--- TRY IT ---
Each entry is to be output precisely as it appears.

--- MATERIAL FOR THIS EXERCISE ---
use crate::error::LoaderResult;
use glob::glob;
use std::collections::BTreeMap;
use std::fs;
use std::path::{Path, PathBuf};

pub const MUSTACHE_EXTENSION: &str = ".mustache";

/// Template source text keyed by template name.
pub type TemplateSources = BTreeMap<String, String>;

#[derive(Debug, Clone)]
pub struct LoaderOptions {
    /// Directory the template names are relative to
    pub dir: PathBuf,
    /// Glob for template files, relative to `dir`
    pub files: String,
    /// Keep the first load around for subsequent calls
    pub cache_templates: bool,
}

impl LoaderOptions {
    pub fn new(dir: impl Into<PathBuf>) -> Self {
        Self {
            dir: dir.into(),
            files: format!("**/*{MUSTACHE_EXTENSION}"),
            cache_templates: false,
        }
    }
}

/// Discovers template files on disk and loads them as a name-to-source map.
///
/// Names are relative paths with the extension stripped, so
/// `partials/_person.mustache` loads as `partials/_person`, the same key the
/// template is addressed by as a partial.
pub struct TemplateLoader {
    opts: LoaderOptions,
    cache: Option<TemplateSources>,
}

impl TemplateLoader {
    pub fn new(opts: LoaderOptions) -> Self {
        Self { opts, cache: None }
    }

    pub fn load(&mut self) -> LoaderResult<TemplateSources> {
        if self.opts.cache_templates {
            if let Some(cached) = &self.cache {
                return Ok(cached.clone());
            }
        }

        let pattern = self.opts.dir.join(&self.opts.files);
        let mut sources = TemplateSources::new();

        for entry in glob(&pattern.to_string_lossy())? {
            let path = entry?;
            if !path.is_file() {
                continue;
            }
            let source = fs::read_to_string(&path)?;
            sources.insert(template_key(&self.opts.dir, &path), source);
        }

        if self.opts.cache_templates {
            self.cache = Some(sources.clone());
        }

        Ok(sources)
    }
}

/// Template name for a file: its path relative to `dir`, forward-slashed,
/// with the mustache extension stripped.
pub fn template_key(dir: &Path, file: &Path) -> String {
    let relative = file.strip_prefix(dir).unwrap_or(file);
    let mut key = relative
        .components()
        .map(|c| c.as_os_str().to_string_lossy())
        .collect::<Vec<_>>()
        .join("/");

    if key.ends_with(MUSTACHE_EXTENSION) {
        key.truncate(key.len() - MUSTACHE_EXTENSION.len());
    }

    key
}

--- TASK RESULT ---
use crate::error::LoaderResult;
use glob::glob;
use std::collections::BTreeMap;
use std::fs;
use std::path::{Path, PathBuf};

pub const MUSTACHE_EXTENSION: &str = ".mustache";

/// Template source text keyed by template name.
pub type TemplateSources = BTreeMap<String, String>;

#[derive(Debug, Clone)]
pub struct LoaderOptions {
    /// Directory the template names are relative to
    pub dir: PathBuf,
    /// Glob for template files, relative to `dir`
    pub files: String,
    /// Keep the first load around for subsequent calls
    pub cache_templates: bool,
}

impl LoaderOptions {
    pub fn new(dir: impl Into<PathBuf>) -> Self {
        Self {
            dir: dir.into(),
            files: format!("**/*{MUSTACHE_EXTENSION}"),
            cache_templates: false,
        }
    }
}

/// Discovers template files on disk and loads them as a name-to-source map.
///
/// Names are relative paths with the extension stripped, so
/// `partials/_person.mustache` loads as `partials/_person`, the same key the
/// template is addressed by as a partial.
pub struct TemplateLoader {
    opts: LoaderOptions,
    cache: Option<TemplateSources>,
}

impl TemplateLoader {
    pub fn new(opts: LoaderOptions) -> Self {
        Self { opts, cache: None }
    }

    pub fn load(&mut self) -> LoaderResult<TemplateSources> {
        if self.opts.cache_templates {
            if let Some(cached) = &self.cache {
                return Ok(cached.clone());
            }
        }

        let pattern = self.opts.dir.join(&self.opts.files);
        let mut sources = TemplateSources::new();

        for entry in glob(&pattern.to_string_lossy())? {
            let path = entry?;
            if !path.is_file() {
                continue;
            }
            let source = fs::read_to_string(&path)?;
            sources.insert(template_key(&self.opts.dir, &path), source);
        }

        if self.opts.cache_templates {
            self.cache = Some(sources.clone());
        }

        Ok(sources)
    }
}

/// Template name for a file: its path relative to `dir`, forward-slashed,
/// with the mustache extension stripped.
pub fn template_key(dir: &Path, file: &Path) -> String {
    let relative = file.strip_prefix(dir).unwrap_or(file);
    let mut key = relative
        .components()
        .map(|c| c.as_os_str().to_string_lossy())
        .collect::<Vec<_>>()
        .join("/");

    if key.ends_with(MUSTACHE_EXTENSION) {
        key.truncate(key.len() - MUSTACHE_EXTENSION.len());
    }

    key
}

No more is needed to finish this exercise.